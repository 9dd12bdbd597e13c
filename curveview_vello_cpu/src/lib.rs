// Copyright 2026 the CurveView Authors
// SPDX-License-Identifier: Apache-2.0 OR MIT

// After you edit the crate's doc comment, run this command, then check README.md for any missing links
// cargo rdme --workspace-project=curveview_vello_cpu --heading-base-level=0

//! Vello CPU–backed drawing for [`CurveView`].
//!
//! This crate implements [`CurveSurface`] on top of the sparse-strips
//! [`vello_cpu::RenderContext`], and offers [`render_to_rgba8`] for hosts
//! that just want pixels.
//!
//! ```rust
//! use curveview::{CurveConfig, CurveView};
//! use curveview_vello_cpu::render_to_rgba8;
//!
//! let mut view = CurveView::new(CurveConfig::default());
//! view.on_resize(400.0, 300.0);
//! let rgba = render_to_rgba8(&view, 400, 300);
//! assert_eq!(rgba.len(), 400 * 300 * 4);
//! ```

#![deny(unsafe_code)]
#![no_std]

extern crate alloc;

use alloc::vec::Vec;
use core::fmt;

use curveview::{CurveSurface, CurveView, ShadowPaint};
use kurbo::{BezPath, Shape};
use peniko::{Brush, Fill};
use vello_common::filter_effects::{EdgeMode, Filter, FilterPrimitive};
use vello_cpu::{Pixmap, RenderContext, RenderMode, RenderSettings};

/// Blur reach, in standard deviations, covered by the shadow clip.
const BLUR_EXTENT_SIGMAS: f64 = 3.0;

/// [`CurveSurface`] drawing into a `vello_cpu` render context.
pub struct VelloCpuCurveSurface<'ctx> {
    /// Underlying Vello CPU render context to draw into.
    pub ctx: &'ctx mut RenderContext,
}

impl fmt::Debug for VelloCpuCurveSurface<'_> {
    fn fmt(&self, f: &mut fmt::Formatter<'_>) -> fmt::Result {
        f.write_str("VelloCpuCurveSurface { .. }")
    }
}

impl<'ctx> VelloCpuCurveSurface<'ctx> {
    /// Create a surface that renders into the given CPU render context.
    pub fn new(ctx: &'ctx mut RenderContext) -> Self {
        ctx.set_fill_rule(Fill::NonZero);
        Self { ctx }
    }

    /// Sets the paint for `brush`, returning `false` for unsupported brushes.
    fn apply_brush(&mut self, brush: &Brush) -> bool {
        match brush {
            Brush::Solid(color) => self.ctx.set_paint(*color),
            Brush::Gradient(gradient) => self.ctx.set_paint(gradient.clone()),
            Brush::Image(_) => return false,
        }
        true
    }
}

/// Clip covering everything within the blur's reach except the outline.
///
/// Meant for the even-odd rule: the outer rectangle and the outline are two
/// subpaths, so the outline interior is excluded.
fn outer_shadow_clip(path: &BezPath, sigma: f32) -> BezPath {
    let reach = f64::from(sigma) * BLUR_EXTENT_SIGMAS;
    let mut clip = path.bounding_box().inflate(reach, reach).to_path(0.1);
    clip.extend(path.iter());
    clip
}

impl CurveSurface for VelloCpuCurveSurface<'_> {
    fn fill_path(&mut self, path: &BezPath, brush: &Brush) {
        if !self.apply_brush(brush) {
            tracing::trace!("image brushes are not supported; skipping fill");
            return;
        }
        self.ctx.fill_path(path);
    }

    fn fill_shadow(&mut self, path: &BezPath, shadow: &ShadowPaint) {
        let sigma = shadow.blur_sigma();
        if sigma <= 0.0 {
            tracing::trace!("shadow radius is zero; skipping shadow");
            return;
        }
        // `vello_cpu` scales filter parameters using the layer's transform internally,
        // so the deviation is passed through in user space.
        let filter = Filter::from_primitive(FilterPrimitive::GaussianBlur {
            std_deviation: sigma,
            edge_mode: EdgeMode::None,
        });
        // Outer blur: the shadow must never paint inside the outline.
        let clip = outer_shadow_clip(path, sigma);
        self.ctx.set_fill_rule(Fill::EvenOdd);
        self.ctx.push_clip_layer(&clip);
        self.ctx.set_fill_rule(Fill::NonZero);
        self.ctx.push_layer(None, None, None, None, Some(filter));
        self.ctx.set_paint(shadow.color);
        self.ctx.fill_path(path);
        self.ctx.pop_layer();
        self.ctx.pop_layer();
    }
}

/// Renders `view` into a fresh `width` × `height` pixmap.
///
/// Returns unpremultiplied RGBA8 bytes in row-major order. A view that has
/// not been sized yet produces a fully transparent image.
pub fn render_to_rgba8(view: &CurveView, width: u16, height: u16) -> Vec<u8> {
    let settings = RenderSettings {
        // Keep output on the u8 pipeline so pixels are stable across configurations.
        render_mode: RenderMode::OptimizeSpeed,
        ..RenderSettings::default()
    };
    let mut ctx = RenderContext::new_with(width, height, settings);
    view.render(&mut VelloCpuCurveSurface::new(&mut ctx));
    ctx.flush();

    let mut pixmap = Pixmap::new(width, height);
    ctx.render_to_pixmap(&mut pixmap);

    let unpremul = pixmap.take_unpremultiplied();
    let mut bytes = Vec::with_capacity(unpremul.len() * 4);
    for p in unpremul {
        bytes.extend_from_slice(&[p.r, p.g, p.b, p.a]);
    }
    bytes
}
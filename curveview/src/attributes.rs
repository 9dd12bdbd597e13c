// Copyright 2026 the CurveView Authors
// SPDX-License-Identifier: Apache-2.0 OR MIT

//! Attribute bags from host styling data.
//!
//! [`CurveAttributes`] mirrors the attribute names a layout file would use
//! (`startColor`, `firstControlPointExtraY`, `curveShadowRadius`, ...). Every
//! attribute is optional; [`CurveAttributes::resolve`] fills in the stock
//! defaults and clamps values into range, the same way a styled-attribute
//! reader would.
//!
//! ```rust
//! use curveview::VerticalPlacement;
//! use curveview::attributes::CurveAttributes;
//!
//! let attrs = CurveAttributes {
//!     start_color: Some("#ffa78b".into()),
//!     first_control_point_y: Some(1.4),
//!     ..CurveAttributes::default()
//! };
//! let config = attrs.resolve().unwrap();
//! assert_eq!(
//!     config.placement,
//!     VerticalPlacement::Proportional { first_y: 1.4, second_y: 0.8 }
//! );
//! ```

use alloc::string::String;

use peniko::Color;
use peniko::color::{Srgb, parse_color};
use serde::Deserialize;

use crate::config::{CurveConfig, VerticalPlacement};

/// Errors produced while resolving attributes.
#[derive(Clone, Debug, PartialEq, thiserror::Error)]
pub enum AttributeError {
    /// A color attribute could not be parsed as a CSS color.
    #[error("invalid color `{value}` for attribute `{name}`")]
    InvalidColor {
        /// Attribute name.
        name: &'static str,
        /// The rejected value.
        value: String,
    },
    /// Both offset and proportional control-point attributes were supplied.
    #[error("control points use both pixel offsets and height fractions")]
    MixedPlacement,
}

/// Optional curve attributes, named as in host layout files.
#[derive(Clone, Debug, Default, PartialEq, Deserialize)]
#[serde(rename_all = "camelCase", default, deny_unknown_fields)]
pub struct CurveAttributes {
    /// `startColor`: CSS color string.
    pub start_color: Option<String>,
    /// `endColor`: CSS color string.
    pub end_color: Option<String>,
    /// `startColorX`: fraction of the width.
    pub start_color_x: Option<f64>,
    /// `startColorY`: fraction of the height.
    pub start_color_y: Option<f64>,
    /// `endColorX`: fraction of the width.
    pub end_color_x: Option<f64>,
    /// `endColorY`: fraction of the corrected height.
    pub end_color_y: Option<f64>,
    /// `firstControlPointX`: fraction of the width.
    pub first_control_point_x: Option<f64>,
    /// `secondControlPointX`: fraction of the width.
    pub second_control_point_x: Option<f64>,
    /// `firstControlPointExtraY`: pixels below the baseline.
    pub first_control_point_extra_y: Option<f64>,
    /// `secondControlPointExtraY`: pixels below the baseline.
    pub second_control_point_extra_y: Option<f64>,
    /// `firstControlPointY`: fraction of the height.
    pub first_control_point_y: Option<f64>,
    /// `secondControlPointY`: fraction of the height.
    pub second_control_point_y: Option<f64>,
    /// `curveShadowRadius`: blur radius in pixels.
    pub curve_shadow_radius: Option<f64>,
    /// `curveShadowColor`: CSS color string.
    pub curve_shadow_color: Option<String>,
}

impl CurveAttributes {
    /// Resolves the attributes into a clamped configuration.
    ///
    /// Proportional placement is chosen when only the `*ControlPointY`
    /// attributes are present; otherwise offset placement is used.
    pub fn resolve(&self) -> Result<CurveConfig, AttributeError> {
        let defaults = CurveConfig::default();
        let has_offset = self.first_control_point_extra_y.is_some()
            || self.second_control_point_extra_y.is_some();
        let has_fraction =
            self.first_control_point_y.is_some() || self.second_control_point_y.is_some();

        let placement = match (has_offset, has_fraction) {
            (true, true) => return Err(AttributeError::MixedPlacement),
            (false, true) => {
                let (first_y, second_y) = VerticalPlacement::DEFAULT_FRACTIONS;
                VerticalPlacement::Proportional {
                    first_y: self.first_control_point_y.unwrap_or(first_y),
                    second_y: self.second_control_point_y.unwrap_or(second_y),
                }
            }
            _ => {
                let (first_extra_y, second_extra_y) = VerticalPlacement::DEFAULT_OFFSETS;
                VerticalPlacement::Offset {
                    first_extra_y: self.first_control_point_extra_y.unwrap_or(first_extra_y),
                    second_extra_y: self.second_control_point_extra_y.unwrap_or(second_extra_y),
                }
            }
        };

        let config = CurveConfig {
            start_color: color_attr(
                "startColor",
                self.start_color.as_deref(),
                defaults.start_color,
            )?,
            end_color: color_attr("endColor", self.end_color.as_deref(), defaults.end_color)?,
            start_color_x: self.start_color_x.unwrap_or(defaults.start_color_x),
            start_color_y: self.start_color_y.unwrap_or(defaults.start_color_y),
            end_color_x: self.end_color_x.unwrap_or(defaults.end_color_x),
            end_color_y: self.end_color_y.unwrap_or(defaults.end_color_y),
            first_control_point_x: self
                .first_control_point_x
                .unwrap_or(defaults.first_control_point_x),
            second_control_point_x: self
                .second_control_point_x
                .unwrap_or(defaults.second_control_point_x),
            placement,
            shadow_radius: self.curve_shadow_radius.unwrap_or(defaults.shadow_radius),
            shadow_color: color_attr(
                "curveShadowColor",
                self.curve_shadow_color.as_deref(),
                defaults.shadow_color,
            )?,
        };
        Ok(config.clamped())
    }
}

fn color_attr(
    name: &'static str,
    value: Option<&str>,
    fallback: Color,
) -> Result<Color, AttributeError> {
    let Some(value) = value else {
        return Ok(fallback);
    };
    parse_color(value)
        .map(|c| c.to_alpha_color::<Srgb>())
        .map_err(|_| AttributeError::InvalidColor {
            name,
            value: value.into(),
        })
}
// Copyright 2026 the CurveView Authors
// SPDX-License-Identifier: Apache-2.0 OR MIT

use criterion::{BenchmarkId, Criterion, black_box, criterion_group, criterion_main};
use curveview::geometry::{control_points, highest_point};
use curveview::{CurveConfig, CurveView};
use curveview_vello_cpu::render_to_rgba8;
use kurbo::Size;

fn bench_geometry(c: &mut Criterion) {
    let mut group = c.benchmark_group("curveview/geometry");
    let config = CurveConfig::default();

    group.bench_function("highest_point", |b| {
        let points = control_points(Size::new(1080.0, 600.0), &config);
        b.iter(|| black_box(highest_point(black_box(&points))));
    });

    // Full recompute on every resize: geometry, outline, gradient, convexity.
    group.bench_function("on_resize", |b| {
        let mut view = CurveView::new(config);
        let mut w = 800.0;
        b.iter(|| {
            w = if w > 1600.0 { 800.0 } else { w + 1.0 };
            view.on_resize(black_box(w), 600.0);
        });
    });
    group.finish();
}

fn bench_render(c: &mut Criterion) {
    let mut group = c.benchmark_group("curveview/vello_cpu");
    group.sample_size(20);

    for radius in [0.0, 16.0] {
        let stock = CurveConfig::default();
        let mut view = CurveView::new(stock.with_shadow(radius, stock.shadow_color));
        view.on_resize(540.0, 300.0);
        group.bench_with_input(BenchmarkId::new("render", radius), &view, |b, view| {
            b.iter(|| black_box(render_to_rgba8(view, 540, 300)));
        });
    }
    group.finish();
}

criterion_group!(benches, bench_geometry, bench_render);
criterion_main!(benches);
══════════════════════════════
**WHAT THIS TASK INVOLVES:** The lines to quote run from the one containing "fn bench_geometry(c: &mut" through the final line of the material above; please give them exactly, both ends included, and nothing else.

**ANSWER SPACE:**
fn bench_geometry(c: &mut Criterion) {
    let mut group = c.benchmark_group("curveview/geometry");
    let config = CurveConfig::default();

    group.bench_function("highest_point", |b| {
        let points = control_points(Size::new(1080.0, 600.0), &config);
        b.iter(|| black_box(highest_point(black_box(&points))));
    });

    // Full recompute on every resize: geometry, outline, gradient, convexity.
    group.bench_function("on_resize", |b| {
        let mut view = CurveView::new(config);
        let mut w = 800.0;
        b.iter(|| {
            w = if w > 1600.0 { 800.0 } else { w + 1.0 };
            view.on_resize(black_box(w), 600.0);
        });
    });
    group.finish();
}

fn bench_render(c: &mut Criterion) {
    let mut group = c.benchmark_group("curveview/vello_cpu");
    group.sample_size(20);

    for radius in [0.0, 16.0] {
        let stock = CurveConfig::default();
        let mut view = CurveView::new(stock.with_shadow(radius, stock.shadow_color));
        view.on_resize(540.0, 300.0);
        group.bench_with_input(BenchmarkId::new("render", radius), &view, |b, view| {
            b.iter(|| black_box(render_to_rgba8(view, 540, 300)));
        });
    }
    group.finish();
}

criterion_group!(benches, bench_geometry, bench_render);
criterion_main!(benches);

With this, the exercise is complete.